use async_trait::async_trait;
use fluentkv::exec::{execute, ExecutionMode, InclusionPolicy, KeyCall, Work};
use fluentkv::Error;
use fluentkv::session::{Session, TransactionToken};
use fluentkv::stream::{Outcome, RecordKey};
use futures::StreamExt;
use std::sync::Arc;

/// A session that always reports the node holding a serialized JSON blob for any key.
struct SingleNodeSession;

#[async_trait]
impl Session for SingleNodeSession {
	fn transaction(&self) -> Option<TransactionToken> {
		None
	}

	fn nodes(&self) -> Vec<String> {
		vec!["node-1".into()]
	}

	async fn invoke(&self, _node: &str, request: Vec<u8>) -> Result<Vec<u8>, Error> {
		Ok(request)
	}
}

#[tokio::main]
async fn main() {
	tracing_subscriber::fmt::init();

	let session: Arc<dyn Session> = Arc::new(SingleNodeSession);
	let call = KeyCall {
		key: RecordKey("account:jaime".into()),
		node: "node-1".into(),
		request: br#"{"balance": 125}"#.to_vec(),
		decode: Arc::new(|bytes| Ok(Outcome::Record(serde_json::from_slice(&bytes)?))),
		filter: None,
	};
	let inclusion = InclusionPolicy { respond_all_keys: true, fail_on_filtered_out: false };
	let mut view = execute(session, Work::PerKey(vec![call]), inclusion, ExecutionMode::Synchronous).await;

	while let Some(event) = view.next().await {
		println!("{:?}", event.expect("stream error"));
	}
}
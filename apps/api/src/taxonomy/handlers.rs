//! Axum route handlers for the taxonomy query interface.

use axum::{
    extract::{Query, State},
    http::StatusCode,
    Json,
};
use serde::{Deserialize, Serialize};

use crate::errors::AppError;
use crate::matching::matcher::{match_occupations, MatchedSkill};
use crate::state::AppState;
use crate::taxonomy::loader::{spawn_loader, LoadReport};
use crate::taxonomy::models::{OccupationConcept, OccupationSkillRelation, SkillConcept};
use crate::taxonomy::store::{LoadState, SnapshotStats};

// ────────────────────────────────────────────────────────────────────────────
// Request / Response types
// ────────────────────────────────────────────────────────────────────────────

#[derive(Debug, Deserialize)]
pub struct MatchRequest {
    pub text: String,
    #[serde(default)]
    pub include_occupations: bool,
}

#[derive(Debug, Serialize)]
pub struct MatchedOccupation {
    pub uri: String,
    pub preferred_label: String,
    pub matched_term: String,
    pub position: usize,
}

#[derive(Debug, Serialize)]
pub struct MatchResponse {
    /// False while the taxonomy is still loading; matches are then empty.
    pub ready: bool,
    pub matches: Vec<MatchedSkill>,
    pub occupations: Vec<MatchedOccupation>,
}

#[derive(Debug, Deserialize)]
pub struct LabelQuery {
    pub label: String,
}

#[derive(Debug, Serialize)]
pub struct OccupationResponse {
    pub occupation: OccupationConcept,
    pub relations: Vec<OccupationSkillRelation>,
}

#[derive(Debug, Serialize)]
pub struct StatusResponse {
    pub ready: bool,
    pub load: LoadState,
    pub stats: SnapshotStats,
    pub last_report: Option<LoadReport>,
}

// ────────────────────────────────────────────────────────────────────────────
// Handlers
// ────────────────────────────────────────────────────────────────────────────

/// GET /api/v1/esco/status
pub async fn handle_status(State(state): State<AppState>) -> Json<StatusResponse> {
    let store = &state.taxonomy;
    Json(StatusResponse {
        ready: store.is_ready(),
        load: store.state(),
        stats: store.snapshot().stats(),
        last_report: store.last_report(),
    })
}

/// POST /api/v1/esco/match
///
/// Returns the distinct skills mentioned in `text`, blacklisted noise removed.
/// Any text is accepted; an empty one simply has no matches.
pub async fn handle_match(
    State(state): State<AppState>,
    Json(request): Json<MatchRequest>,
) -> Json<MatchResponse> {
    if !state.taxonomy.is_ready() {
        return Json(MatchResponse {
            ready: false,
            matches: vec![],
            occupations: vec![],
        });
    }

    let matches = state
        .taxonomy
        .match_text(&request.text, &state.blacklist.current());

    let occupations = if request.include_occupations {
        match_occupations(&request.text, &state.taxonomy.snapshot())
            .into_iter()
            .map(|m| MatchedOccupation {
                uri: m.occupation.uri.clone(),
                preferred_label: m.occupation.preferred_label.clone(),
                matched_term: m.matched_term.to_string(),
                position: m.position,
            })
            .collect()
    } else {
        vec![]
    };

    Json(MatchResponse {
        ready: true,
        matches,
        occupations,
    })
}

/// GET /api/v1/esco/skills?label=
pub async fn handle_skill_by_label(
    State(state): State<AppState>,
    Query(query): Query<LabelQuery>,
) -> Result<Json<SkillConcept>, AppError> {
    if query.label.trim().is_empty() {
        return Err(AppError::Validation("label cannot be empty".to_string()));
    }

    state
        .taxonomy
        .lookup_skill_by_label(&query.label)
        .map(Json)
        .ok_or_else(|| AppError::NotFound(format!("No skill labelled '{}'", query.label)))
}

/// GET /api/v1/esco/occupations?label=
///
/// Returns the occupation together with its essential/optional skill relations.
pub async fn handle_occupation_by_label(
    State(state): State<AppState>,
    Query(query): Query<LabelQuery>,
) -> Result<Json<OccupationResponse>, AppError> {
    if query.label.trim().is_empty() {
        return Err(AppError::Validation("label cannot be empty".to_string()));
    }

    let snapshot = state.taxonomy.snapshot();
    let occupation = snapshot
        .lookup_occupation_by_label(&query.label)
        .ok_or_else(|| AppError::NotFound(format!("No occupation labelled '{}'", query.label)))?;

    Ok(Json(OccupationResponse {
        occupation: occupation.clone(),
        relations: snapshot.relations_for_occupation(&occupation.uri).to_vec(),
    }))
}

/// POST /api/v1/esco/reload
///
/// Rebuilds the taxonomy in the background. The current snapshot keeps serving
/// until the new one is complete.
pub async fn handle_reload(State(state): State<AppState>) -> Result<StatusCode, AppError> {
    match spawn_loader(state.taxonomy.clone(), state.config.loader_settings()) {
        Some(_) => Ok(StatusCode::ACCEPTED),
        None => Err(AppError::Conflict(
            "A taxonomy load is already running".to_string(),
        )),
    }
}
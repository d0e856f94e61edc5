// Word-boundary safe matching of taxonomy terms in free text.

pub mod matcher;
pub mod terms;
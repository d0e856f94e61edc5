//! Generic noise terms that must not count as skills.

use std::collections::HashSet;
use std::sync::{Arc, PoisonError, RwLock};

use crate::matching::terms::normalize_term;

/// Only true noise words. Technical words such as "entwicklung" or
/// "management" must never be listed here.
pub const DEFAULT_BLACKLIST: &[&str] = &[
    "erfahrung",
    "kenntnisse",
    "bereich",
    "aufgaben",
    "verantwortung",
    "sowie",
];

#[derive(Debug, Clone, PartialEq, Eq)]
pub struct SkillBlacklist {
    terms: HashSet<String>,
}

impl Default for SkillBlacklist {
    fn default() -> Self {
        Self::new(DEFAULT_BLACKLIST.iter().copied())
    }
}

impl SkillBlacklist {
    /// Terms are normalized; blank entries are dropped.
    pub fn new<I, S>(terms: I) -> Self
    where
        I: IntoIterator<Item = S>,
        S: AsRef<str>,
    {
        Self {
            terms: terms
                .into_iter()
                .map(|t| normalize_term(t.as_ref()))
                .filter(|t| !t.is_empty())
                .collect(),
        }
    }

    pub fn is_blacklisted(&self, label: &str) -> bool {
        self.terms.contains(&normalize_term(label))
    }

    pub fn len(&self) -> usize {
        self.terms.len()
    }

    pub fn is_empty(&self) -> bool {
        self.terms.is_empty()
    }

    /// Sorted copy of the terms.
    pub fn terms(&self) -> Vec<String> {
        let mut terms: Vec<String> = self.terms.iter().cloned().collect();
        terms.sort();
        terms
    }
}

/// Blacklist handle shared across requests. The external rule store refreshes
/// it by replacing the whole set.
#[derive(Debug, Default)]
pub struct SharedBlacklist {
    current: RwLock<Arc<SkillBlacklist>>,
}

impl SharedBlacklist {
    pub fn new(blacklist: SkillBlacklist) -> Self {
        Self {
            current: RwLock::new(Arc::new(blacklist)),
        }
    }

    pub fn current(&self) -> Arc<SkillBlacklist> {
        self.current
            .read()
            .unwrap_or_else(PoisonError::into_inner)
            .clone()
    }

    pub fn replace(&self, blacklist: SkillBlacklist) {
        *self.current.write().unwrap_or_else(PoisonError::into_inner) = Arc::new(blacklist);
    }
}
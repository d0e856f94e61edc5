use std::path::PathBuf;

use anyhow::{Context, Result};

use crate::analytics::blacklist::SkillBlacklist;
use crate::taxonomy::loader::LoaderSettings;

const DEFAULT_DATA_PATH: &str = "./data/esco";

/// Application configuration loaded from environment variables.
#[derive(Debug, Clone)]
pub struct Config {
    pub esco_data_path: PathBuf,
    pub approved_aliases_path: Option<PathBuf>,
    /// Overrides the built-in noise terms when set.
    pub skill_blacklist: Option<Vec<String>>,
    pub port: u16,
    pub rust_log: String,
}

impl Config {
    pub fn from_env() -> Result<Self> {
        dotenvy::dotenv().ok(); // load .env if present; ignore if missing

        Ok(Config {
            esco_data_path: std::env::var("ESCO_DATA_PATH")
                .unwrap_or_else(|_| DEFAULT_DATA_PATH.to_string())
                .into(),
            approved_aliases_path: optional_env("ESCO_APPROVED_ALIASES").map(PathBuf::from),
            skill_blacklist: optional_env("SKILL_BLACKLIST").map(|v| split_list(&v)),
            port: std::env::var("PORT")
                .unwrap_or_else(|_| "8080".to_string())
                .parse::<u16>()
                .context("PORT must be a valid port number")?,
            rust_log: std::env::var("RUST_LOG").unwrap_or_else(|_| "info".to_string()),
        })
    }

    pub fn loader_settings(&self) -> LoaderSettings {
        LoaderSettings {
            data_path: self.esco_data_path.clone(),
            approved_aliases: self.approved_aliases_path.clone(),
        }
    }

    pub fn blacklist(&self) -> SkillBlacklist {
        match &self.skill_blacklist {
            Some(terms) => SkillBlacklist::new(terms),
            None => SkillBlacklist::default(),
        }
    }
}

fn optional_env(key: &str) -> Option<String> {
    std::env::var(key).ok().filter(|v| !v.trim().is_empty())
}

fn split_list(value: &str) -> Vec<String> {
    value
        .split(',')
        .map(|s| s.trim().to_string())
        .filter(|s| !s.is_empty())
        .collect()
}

**Work item:** Using the listing above, work out the number of lines that include "POST". The reply is that number alone.

**Finished task:** 2